Writing Well, Writing Academically…A Response

John,

You said:

“It's happened again. A friend has asked me to read a paper.”

I never asked you to read a paper.

You asked me:

“Have you published? If so, where can we find your work?”

Also, you said:

“When I chide my friend and say that nothing leaves me colder than the cookie-cutter "application" of currently popular theory to a case trimmed to fit, he replies that he has to do this to be published in an academic journal. “

I never said that. I replied:

“…after all, it is an academic paper. I am sure that you are aware that there are certain rules one must conform to when writing for an academic audience.”

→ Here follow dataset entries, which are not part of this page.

use crate::api::PriceBackend;
use crate::error::PriceWatchError;
use crate::model::{AlertRequest, PriceHistory};
use crate::ui::core::alerts::{AlertForm, SubmitBlocked};
use log::{debug, info, warn};

pub const INVALID_TARGET_MESSAGE: &str = "Target price must be a number";

/// A history request that has been admitted and must be completed with
/// [`TrackerState::finish_fetch`].
#[derive(Debug, Clone, PartialEq)]
pub struct FetchTicket {
    pub seq: u64,
    pub url: String,
}

#[derive(Debug, Clone, PartialEq)]
pub struct AlertTicket {
    pub seq: u64,
    pub request: AlertRequest,
}

/// All state behind the price view: the URL input, the fetch status, the
/// shared error region, the displayed history and the alert form.
#[derive(Debug, Default)]
pub struct TrackerState {
    pub url: String,
    pub loading: bool,
    pub error: Option<String>,
    pub history: Option<PriceHistory>,
    pub alert: AlertForm,
    fetch_seq: u64,
    alert_seq: u64,
}

impl TrackerState {
    pub fn new() -> Self {
        Self::default()
    }

    pub fn set_url(&mut self, url: &str) {
        self.url = url.to_string();
    }

    pub fn can_fetch(&self) -> bool {
        !self.loading && !self.url.trim().is_empty()
    }

    /// Admits a history fetch, or returns `None` when the trigger is disabled.
    pub fn begin_fetch(&mut self) -> Option<FetchTicket> {
        if !self.can_fetch() {
            debug!(
                "Fetch ignored (loading: {}, empty url: {})",
                self.loading,
                self.url.trim().is_empty()
            );
            return None;
        }

        self.loading = true;
        self.error = None;
        self.fetch_seq += 1;

        Some(FetchTicket {
            seq: self.fetch_seq,
            url: self.url.trim().to_string(),
        })
    }

    /// Applies the outcome of fetch `seq`. Completions of superseded fetches are
    /// dropped and `false` is returned.
    pub fn finish_fetch(
        &mut self,
        seq: u64,
        result: Result<PriceHistory, PriceWatchError>,
    ) -> bool {
        if seq != self.fetch_seq {
            warn!(
                "Dropping stale history response #{} (current #{})",
                seq, self.fetch_seq
            );
            return false;
        }

        self.loading = false;
        match result {
            Ok(history) => {
                info!("Showing {} points for {}", history.history.len(), history.asin);
                self.history = Some(history);
                self.error = None;
                self.alert.close();
            }
            Err(e) => {
                warn!("History fetch failed: {}", e);
                self.error = Some(e.user_message());
            }
        }
        true
    }

    /// Opens the alert form for the displayed product. No-op without history.
    pub fn show_alert_form(&mut self) -> bool {
        match &self.history {
            Some(history) => self.alert.show(history.identifier()),
            None => false,
        }
    }

    pub fn edit_alert_email(&mut self, email: &str) -> bool {
        self.alert.edit_email(email)
    }

    pub fn edit_alert_target(&mut self, input: &str) -> bool {
        self.alert.edit_target_price(input)
    }

    pub fn cancel_alert(&mut self) -> bool {
        self.alert.cancel()
    }

    pub fn can_submit_alert(&self) -> bool {
        match (&self.history, self.alert.draft()) {
            (Some(history), Some(draft)) => {
                !draft.submitting && draft.has_valid_target() && draft.asin == history.asin
            }
            _ => false,
        }
    }

    /// Admits an alert submission for the product captured when the form opened.
    pub fn begin_alert_submit(&mut self) -> Option<AlertTicket> {
        let current = self.history.as_ref()?.asin.clone();
        let bound = self.alert.draft()?.asin.clone();
        if bound != current {
            warn!("Alert draft for {} no longer matches displayed {}", bound, current);
            self.alert.close();
            return None;
        }

        let seq = self.alert_seq + 1;
        match self.alert.begin_submit(seq) {
            Ok(request) => {
                self.alert_seq = seq;
                self.error = None;
                Some(AlertTicket { seq, request })
            }
            Err(SubmitBlocked::InvalidTarget) => {
                self.error = Some(INVALID_TARGET_MESSAGE.to_string());
                None
            }
            Err(reason) => {
                debug!("Alert submit ignored: {:?}", reason);
                None
            }
        }
    }

    pub fn finish_alert_submit(&mut self, seq: u64, result: Result<(), PriceWatchError>) {
        let succeeded = result.is_ok();
        let applied = self.alert.finish_submit(seq, succeeded);

        match result {
            Ok(()) => info!("Alert #{} created", seq),
            Err(e) => {
                warn!("Alert #{} failed: {}", seq, e);
                self.error = Some(e.user_message());
            }
        }

        if !applied {
            debug!("Alert #{} completed after its form was closed", seq);
        }
    }
}

/// Runs one history fetch to completion. Returns whether a request was issued.
pub async fn fetch_history(state: &mut TrackerState, backend: &dyn PriceBackend) -> bool {
    let Some(ticket) = state.begin_fetch() else {
        return false;
    };
    let result = backend.fetch_history(&ticket.url).await;
    state.finish_fetch(ticket.seq, result);
    true
}

/// Runs one alert submission to completion. Returns whether a request was issued.
pub async fn submit_alert(state: &mut TrackerState, backend: &dyn PriceBackend) -> bool {
    let Some(ticket) = state.begin_alert_submit() else {
        return false;
    };
    let result = backend.create_alert(&ticket.request).await;
    state.finish_alert_submit(ticket.seq, result);
    true
}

Please get your facts straight!

Further, different readers have different ideas about what constitutes good writing style, and so do different universities, colleges, academic departments, instructors and publishers albeit there are some basic guiding rules common to all. Also and in the spirit of Foucault, I am always skeptical of notions that claim to be universally valid, obvious or the incontestably apparent. Finally, I am forwarding a list of the distinguished “academicians,” publishers and editors from Italy and Germany that reviewed the paper prior to publishing it.


Italy (socio-cultural anthropology peer group review committee)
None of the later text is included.